Curious what happened to Todd Pruitt. He did a number exposing the exegetical oddness of the complementarian submissionists and then took it down. He explains it all:

I made the decision to take down my post critiquing Denny Burk’s article on Philippians 2:6. It was not an easy decision. I still believe my critique was appropriate. I still believe Denny’s article is problematic.

But I don’t have very thick skin.

I learned a lesson today. It was a lesson I was warned of: Be very careful about taking on men with powerful friends.

It is interesting, isn’t it? He got savaged by email, perhaps after a first post challenging Burk to respond. I assume it was a more behind-the-scenes approach by a less cultivated customer going along the lines of Mohler’s and Moore’s irresponsible response to the situation so far: assertions rather than arguments. It is clear which side is making arguments and which side is not, but that fact is not likely to determine anything in the world of evangelicals. I don’t think they can even tell when they’re not making an argument, you know?

I wish the incriminating evidence had been published instead. How the hornets would have buzzed then! Oh well. You can read Pruitt’s rather thicker-skinned sidekick’s reaction here.

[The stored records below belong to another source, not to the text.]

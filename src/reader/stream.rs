use super::{find_line_end, require_output, tail_content, LineRead, LineStatus, ReaderState};
use crate::options::ReaderOptions;
use crate::{Error, Result};
use std::fs::File;
use std::io::{ErrorKind, Read};
use std::path::Path;
use tracing::{debug, trace};

/// Line reader over a file.
pub type TextFileReader = StreamLineReader<File>;

/// Line reader over any byte source, buffered through a fixed lookahead.
///
/// A `\r` sitting at the very end of the buffered bytes is held back until
/// the next refill shows whether a `\n` follows it, so a CRLF split across
/// two reads still yields one line without the `\r`.
///
/// # Examples
///
/// ```rust
/// use line_toolbox::{LineRead, StreamLineReader};
///
/// let mut reader = StreamLineReader::new(&b"eth0\r\nlo\n\nwlan0"[..]);
/// let lines: Vec<String> = reader.lines().collect::<Result<_, _>>().unwrap();
/// assert_eq!(lines, vec!["eth0", "lo", "", "wlan0"]);
/// ```
#[derive(Debug)]
pub struct StreamLineReader<R> {
    // `None` once closed.
    source: Option<R>,
    lookahead: Vec<u8>,
    // Unconsumed bytes are `lookahead[start..end]`.
    start: usize,
    end: usize,
    eof: bool,
    // Part of the current line has been delivered already.
    mid_line: bool,
    skip_empty: bool,
    state: ReaderState,
    failure: Option<Error>,
}

impl<R: Read> StreamLineReader<R> {
    /// Creates a reader with a 1024-byte lookahead that keeps empty lines.
    pub fn new(source: R) -> Self {
        let options = ReaderOptions::default();
        StreamLineReader {
            source: Some(source),
            lookahead: vec![0; options.lookahead],
            start: 0,
            end: 0,
            eof: false,
            mid_line: false,
            skip_empty: options.skip_empty_lines.unwrap_or(false),
            state: ReaderState::Ready,
            failure: None,
        }
    }

    /// Creates a reader with custom options.
    ///
    /// # Errors
    ///
    /// Returns [`Error::InvalidArgument`] for a lookahead below 2 bytes and
    /// [`Error::OutOfMemory`] if it cannot be allocated.
    pub fn with_options(source: R, options: ReaderOptions) -> Result<Self> {
        if options.lookahead < 2 {
            return Err(Error::invalid_argument(format!(
                "lookahead of {} bytes is too small, need at least 2",
                options.lookahead
            )));
        }
        let mut lookahead = Vec::new();
        lookahead
            .try_reserve_exact(options.lookahead)
            .map_err(|_| Error::out_of_memory(options.lookahead))?;
        lookahead.resize(options.lookahead, 0);
        Ok(StreamLineReader {
            source: Some(source),
            lookahead,
            start: 0,
            end: 0,
            eof: false,
            mid_line: false,
            skip_empty: options.skip_empty_lines.unwrap_or(false),
            state: ReaderState::Ready,
            failure: None,
        })
    }

    /// Releases the lookahead and the source. Later reads fail with
    /// [`Error::NotInitialized`].
    pub fn close(&mut self) {
        if self.source.take().is_some() {
            debug!("line reader closed");
        }
        self.lookahead = Vec::new();
        self.start = 0;
        self.end = 0;
    }

    /// Returns the source, dropping any buffered bytes.
    pub fn into_inner(mut self) -> Option<R> {
        self.source.take()
    }

    fn fail(&mut self, err: Error) -> Error {
        self.state = ReaderState::Failed;
        self.failure = Some(err.clone());
        err
    }

    /// Moves unconsumed bytes to the front and reads more after them.
    fn refill(&mut self) -> Result<()> {
        if self.start > 0 {
            self.lookahead.copy_within(self.start..self.end, 0);
            self.end -= self.start;
            self.start = 0;
        }
        let Some(source) = self.source.as_mut() else {
            return Err(Error::NotInitialized("line reader"));
        };
        let space = self.lookahead.len() - self.end;
        let read = loop {
            match source.read(&mut self.lookahead[self.end..]) {
                Ok(read) => break read,
                Err(err) if err.kind() == ErrorKind::Interrupted => continue,
                Err(err) => return Err(self.fail(err.into())),
            }
        };
        if read > space {
            return Err(self.fail(Error::internal(format!(
                "source reported {read} bytes for a {space}-byte buffer"
            ))));
        }
        if read == 0 {
            self.eof = true;
        }
        self.end += read;
        trace!(read, buffered = self.end, "lookahead refilled");
        Ok(())
    }

    fn deliver(&mut self, out: &mut [u8], len: usize, consumed: usize) -> LineStatus {
        out[..len].copy_from_slice(&self.lookahead[self.start..self.start + len]);
        self.start += consumed;
        self.mid_line = false;
        LineStatus::Complete(len)
    }

    fn deliver_piece(&mut self, out: &mut [u8], len: usize) -> LineStatus {
        out[..len].copy_from_slice(&self.lookahead[self.start..self.start + len]);
        self.start += len;
        self.mid_line = true;
        LineStatus::Continue(len)
    }
}

impl<R: Read> LineRead for StreamLineReader<R> {
    fn read_line_into(&mut self, out: &mut [u8]) -> Result<LineStatus> {
        if self.source.is_none() {
            return Err(Error::NotInitialized("line reader"));
        }
        match self.state {
            ReaderState::Exhausted => return Ok(LineStatus::End),
            ReaderState::Failed => {
                return Err(self
                    .failure
                    .clone()
                    .unwrap_or_else(|| Error::internal("reader failed without a cause")))
            }
            ReaderState::Ready => {}
        }
        require_output(out)?;

        loop {
            let pending = &self.lookahead[self.start..self.end];

            if let Some(line) = find_line_end(pending) {
                if line.content > out.len() {
                    return Ok(self.deliver_piece(out, out.len()));
                }
                if self.skip_empty && line.content == 0 && !self.mid_line {
                    self.start += line.consumed;
                    continue;
                }
                return Ok(self.deliver(out, line.content, line.consumed));
            }

            let content = tail_content(pending);
            if self.eof {
                if pending.is_empty() {
                    if self.mid_line {
                        self.mid_line = false;
                        return Ok(LineStatus::Complete(0));
                    }
                    self.state = ReaderState::Exhausted;
                    return Ok(LineStatus::End);
                }
                if content > out.len() {
                    return Ok(self.deliver_piece(out, out.len()));
                }
                let consumed = pending.len();
                if self.skip_empty && content == 0 && !self.mid_line {
                    self.start += consumed;
                    continue;
                }
                return Ok(self.deliver(out, content, consumed));
            }

            if content >= out.len() {
                return Ok(self.deliver_piece(out, out.len()));
            }
            if pending.len() == self.lookahead.len() {
                // Full lookahead without a terminator: hand out what is safe.
                return Ok(self.deliver_piece(out, content));
            }
            self.refill()?;
        }
    }

    fn state(&self) -> ReaderState {
        self.state
    }
}

impl StreamLineReader<File> {
    /// Opens `path` for reading with the default options.
    ///
    /// # Errors
    ///
    /// Returns [`Error::Io`] if the file cannot be opened.
    pub fn open<P: AsRef<Path>>(path: P) -> Result<Self> {
        Self::open_with_options(path, ReaderOptions::default())
    }

    /// Opens `path` for reading with custom options.
    ///
    /// # Errors
    ///
    /// Returns [`Error::Io`] if the file cannot be opened, plus the errors of
    /// [`with_options`](Self::with_options).
    pub fn open_with_options<P: AsRef<Path>>(path: P, options: ReaderOptions) -> Result<Self> {
        let path = path.as_ref();
        let file = File::open(path)
            .map_err(|err| Error::io(format!("cannot open {}: {err}", path.display())))?;
        debug!(path = %path.display(), "opened text file");
        Self::with_options(file, options)
    }
}

#[cfg(test)]
mod tests {
    use super::*;
    use std::collections::VecDeque;
    use std::io;

    /// Hands out one scripted chunk per `read` call.
    struct Chunked(VecDeque<Vec<u8>>);

    impl Chunked {
        fn new(chunks: &[&[u8]]) -> Self {
            Chunked(chunks.iter().map(|c| c.to_vec()).collect())
        }
    }

    impl Read for Chunked {
        fn read(&mut self, buf: &mut [u8]) -> io::Result<usize> {
            let Some(mut chunk) = self.0.pop_front() else {
                return Ok(0);
            };
            let n = chunk.len().min(buf.len());
            buf[..n].copy_from_slice(&chunk[..n]);
            if n < chunk.len() {
                chunk.drain(..n);
                self.0.push_front(chunk);
            }
            Ok(n)
        }
    }

    struct Liar;

    impl Read for Liar {
        fn read(&mut self, buf: &mut [u8]) -> io::Result<usize> {
            Ok(buf.len() + 1)
        }
    }

    #[test]
    fn test_carriage_return_across_refills() {
        let source = Chunked::new(&[b"text\r", b"\nnext\n"]);
        let mut reader = StreamLineReader::new(source);
        assert_eq!(reader.next_line().unwrap().as_deref(), Some("text"));
        assert_eq!(reader.next_line().unwrap().as_deref(), Some("next"));
        assert_eq!(reader.next_line().unwrap(), None);
        assert_eq!(reader.state(), ReaderState::Exhausted);
    }

    #[test]
    fn test_full_lookahead_holds_back_carriage_return() {
        let options = ReaderOptions::new().with_lookahead(5);
        let source = Chunked::new(&[b"text\r", b"\nnext\n"]);
        let mut reader = StreamLineReader::with_options(source, options).unwrap();

        let mut out = [0u8; 64];
        assert_eq!(reader.read_line_into(&mut out).unwrap(), LineStatus::Continue(4));
        assert_eq!(&out[..4], b"text");
        assert_eq!(reader.read_line_into(&mut out).unwrap(), LineStatus::Complete(0));
        assert_eq!(reader.next_line().unwrap().as_deref(), Some("next"));
    }

    #[test]
    fn test_lone_carriage_return_is_content() {
        let mut reader = StreamLineReader::new(Chunked::new(&[b"a\r", b"b\n"]));
        assert_eq!(reader.next_line().unwrap().as_deref(), Some("a\rb"));
    }

    #[test]
    fn test_last_line_without_terminator() {
        let mut reader = StreamLineReader::new(&b"one\ntwo\r"[..]);
        assert_eq!(reader.next_line().unwrap().as_deref(), Some("one"));
        assert_eq!(reader.next_line().unwrap().as_deref(), Some("two"));
        assert_eq!(reader.next_line().unwrap(), None);
    }

    #[test]
    fn test_closed_reader_is_not_initialized() {
        let mut reader = StreamLineReader::new(&b"one\n"[..]);
        reader.close();
        assert_eq!(
            reader.next_line(),
            Err(Error::NotInitialized("line reader"))
        );
    }

    #[test]
    fn test_oversized_read_count_is_internal_error() {
        let mut reader = StreamLineReader::new(Liar);
        assert!(matches!(
            reader.next_line(),
            Err(Error::InternalDesign(_))
        ));
        assert_eq!(reader.state(), ReaderState::Failed);
        assert!(reader.next_line().is_err());
    }

    #[test]
    fn test_tiny_lookahead_rejected() {
        let options = ReaderOptions::new().with_lookahead(1);
        assert!(StreamLineReader::with_options(&b""[..], options).is_err());
    }

    #[test]
    fn test_skip_empty_lines_option() {
        let options = ReaderOptions::new().with_skip_empty_lines(true);
        let mut reader = StreamLineReader::with_options(&b"a\n\n\r\nb\n"[..], options).unwrap();
        let lines: Vec<String> = reader.lines().collect::<Result<_>>().unwrap();
        assert_eq!(lines, vec!["a", "b"]);
    }
}
//! Tag and delimiter extraction over single lines of text.
//!
//! A [`LineParser`] owns one scratch workspace and one scratch table. Every
//! operation writes its result there and hands back a borrow, so the result
//! of one call is only valid until the next call on the same parser. The
//! borrow checker enforces this: a returned `&str` or `&StringTable` borrows
//! the parser mutably and must be dropped (or copied) before the next call.
//!
//! Inputs are bounded. A line longer than
//! [`max_workspace`](crate::ParserOptions::max_workspace) or a tag longer than
//! [`max_tag`](crate::ParserOptions::max_tag) is rejected with
//! [`Error::TooLong`], never truncated.
//!
//! ```rust
//! use line_toolbox::LineParser;
//!
//! let mut parser = LineParser::new();
//! let hash = parser
//!     .extract_tag("something::HASH(231230302)::blabla", "HASH")
//!     .unwrap();
//! assert_eq!(hash, Some("231230302"));
//!
//! let fields = parser.split("a::b::c", "::").unwrap();
//! assert_eq!(fields.lines().collect::<Vec<_>>(), vec!["a", "b", "c"]);
//! ```

use crate::options::{ParserOptions, TableOptions};
use crate::table::StringTable;
use crate::{Error, Result};

/// Fixed separator used by [`LineParser::merge`].
pub const MERGE_SEPARATOR: &str = "::";

/// Splits `line` on `delimiter`.
///
/// An empty line, or a line that is exactly the delimiter, has no fields.
/// Leading and trailing delimiters produce empty edge fields. Greedy mode
/// drops every empty field except a trailing one, so a leading delimiter
/// yields nothing.
pub(crate) fn split_fields<'a>(line: &'a str, delimiter: &str, greedy: bool) -> Vec<&'a str> {
    if line.is_empty() || line == delimiter {
        return Vec::new();
    }
    let fields: Vec<&str> = line.split(delimiter).collect();
    if !greedy {
        return fields;
    }
    let last = fields.len() - 1;
    fields
        .into_iter()
        .enumerate()
        .filter(|&(i, field)| !field.is_empty() || i == last)
        .map(|(_, field)| field)
        .collect()
}

/// Outcome of [`LineParser::replace_first`] and [`LineParser::replace_all`].
#[derive(Clone, Copy, Debug, PartialEq, Eq)]
pub struct Replaced<'a> {
    /// The rebuilt line (the input unchanged when `count` is zero).
    pub text: &'a str,
    /// Number of occurrences replaced.
    pub count: usize,
}
use super::{find_line_end, require_output, tail_content, LineRead, LineStatus, ReaderState};
use crate::options::ReaderOptions;
use crate::{Error, Result};
use std::borrow::Cow;

/// Line reader over bytes already in memory.
///
/// The input ends at its first NUL byte, if it has one. Empty lines are
/// skipped unless [`ReaderOptions::skip_empty_lines`] says otherwise.
///
/// # Examples
///
/// ```rust
/// use line_toolbox::{LineRead, TextBufferReader};
///
/// let output = "eth0: up\n\nlo: up\r\n\0garbage";
/// let mut reader = TextBufferReader::from_text(output);
/// assert_eq!(reader.next_line().unwrap().as_deref(), Some("eth0: up"));
/// assert_eq!(reader.next_line().unwrap().as_deref(), Some("lo: up"));
/// assert_eq!(reader.next_line().unwrap(), None);
/// ```
#[derive(Clone, Debug)]
pub struct TextBufferReader<'a> {
    data: Cow<'a, [u8]>,
    position: usize,
    mid_line: bool,
    skip_empty: bool,
    closed: bool,
    state: ReaderState,
}

impl<'a> TextBufferReader<'a> {
    /// Creates a reader over borrowed or owned bytes that skips empty lines.
    pub fn new<D: Into<Cow<'a, [u8]>>>(data: D) -> Self {
        let mut data = data.into();
        if let Some(nul) = memchr::memchr(0, &data) {
            data = match data {
                Cow::Borrowed(bytes) => Cow::Borrowed(&bytes[..nul]),
                Cow::Owned(mut bytes) => {
                    bytes.truncate(nul);
                    Cow::Owned(bytes)
                }
            };
        }
        TextBufferReader {
            data,
            position: 0,
            mid_line: false,
            skip_empty: true,
            closed: false,
            state: ReaderState::Ready,
        }
    }

    /// Creates a reader over text.
    pub fn from_text(text: &'a str) -> Self {
        Self::new(text.as_bytes())
    }

    /// Creates a reader with custom options. Only the empty-line policy
    /// applies; the whole input is already buffered.
    pub fn with_options<D: Into<Cow<'a, [u8]>>>(data: D, options: ReaderOptions) -> Self {
        let mut reader = Self::new(data);
        reader.skip_empty = options.skip_empty_lines.unwrap_or(true);
        reader
    }

    /// Logical length of the input, up to the first NUL.
    #[must_use]
    pub fn len(&self) -> usize {
        self.data.len()
    }

    #[must_use]
    pub fn is_empty(&self) -> bool {
        self.data.is_empty()
    }

    /// Bytes not yet returned.
    #[must_use]
    pub fn remaining(&self) -> &[u8] {
        &self.data[self.position..]
    }

    /// Releases the buffer. Later reads fail with [`Error::NotInitialized`].
    pub fn close(&mut self) {
        self.data = Cow::Borrowed(&[]);
        self.position = 0;
        self.closed = true;
    }

    fn copy_out(&self, out: &mut [u8], len: usize) {
        out[..len].copy_from_slice(&self.data[self.position..self.position + len]);
    }
}

impl LineRead for TextBufferReader<'_> {
    fn read_line_into(&mut self, out: &mut [u8]) -> Result<LineStatus> {
        if self.closed {
            return Err(Error::NotInitialized("buffer reader"));
        }
        require_output(out)?;

        loop {
            let pending = &self.data[self.position..];
            if pending.is_empty() {
                if self.mid_line {
                    self.mid_line = false;
                    return Ok(LineStatus::Complete(0));
                }
                self.state = ReaderState::Exhausted;
                return Ok(LineStatus::End);
            }

            let (content, consumed) = match find_line_end(pending) {
                Some(line) => (line.content, line.consumed),
                None => (tail_content(pending), pending.len()),
            };

            if content > out.len() {
                self.copy_out(out, out.len());
                self.position += out.len();
                self.mid_line = true;
                return Ok(LineStatus::Continue(out.len()));
            }
            if self.skip_empty && content == 0 && !self.mid_line {
                self.position += consumed;
                continue;
            }
            self.copy_out(out, content);
            self.position += consumed;
            self.mid_line = false;
            return Ok(LineStatus::Complete(content));
        }
    }

    fn state(&self) -> ReaderState {
        self.state
    }
}

#[cfg(test)]
mod tests {
    use super::*;

    #[test]
    fn test_stops_at_nul() {
        let reader = TextBufferReader::new(b"abc\0def".to_vec());
        assert_eq!(reader.len(), 3);
        assert_eq!(reader.remaining(), b"abc");
    }

    #[test]
    fn test_keeps_empty_lines_when_asked() {
        let options = ReaderOptions::new().with_skip_empty_lines(false);
        let mut reader = TextBufferReader::with_options(&b"a\n\nb"[..], options);
        let lines: Vec<String> = reader.lines().collect::<Result<_>>().unwrap();
        assert_eq!(lines, vec!["a", "", "b"]);
    }

    #[test]
    fn test_piece_boundary_on_terminator() {
        let mut reader = TextBufferReader::from_text("abcd\nef");
        let mut out = [0u8; 4];
        assert_eq!(reader.read_line_into(&mut out).unwrap(), LineStatus::Complete(4));
        assert_eq!(reader.read_line_into(&mut out).unwrap(), LineStatus::Complete(2));
        assert_eq!(reader.read_line_into(&mut out).unwrap(), LineStatus::End);
        assert_eq!(reader.state(), ReaderState::Exhausted);
    }

    #[test]
    fn test_close() {
        let mut reader = TextBufferReader::from_text("a\n");
        reader.close();
        assert!(matches!(
            reader.next_line(),
            Err(Error::NotInitialized(_))
        ));
    }
}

The Big Eva world is indeed run as the personal fiefdom of a few, even if many of those decent people involved on the various mastheads are unaware of this.  But cross those few, or touch their dogmatic golden calves, and you can expect the fight back to be dirty, relentless, increasingly dangerous, and by and large hidden from the watching world – the world, that is, that funds evangelicalism on the assumption that hard-earned donations go to spreading the gospel, not building personal platforms and nixing the dissidents.

If Pruitt really gets qualms and drops the podcast, I suggest they start doing the podcast with dissidens. Wouldn’t that be great? I, for one, would actually start to listen to it.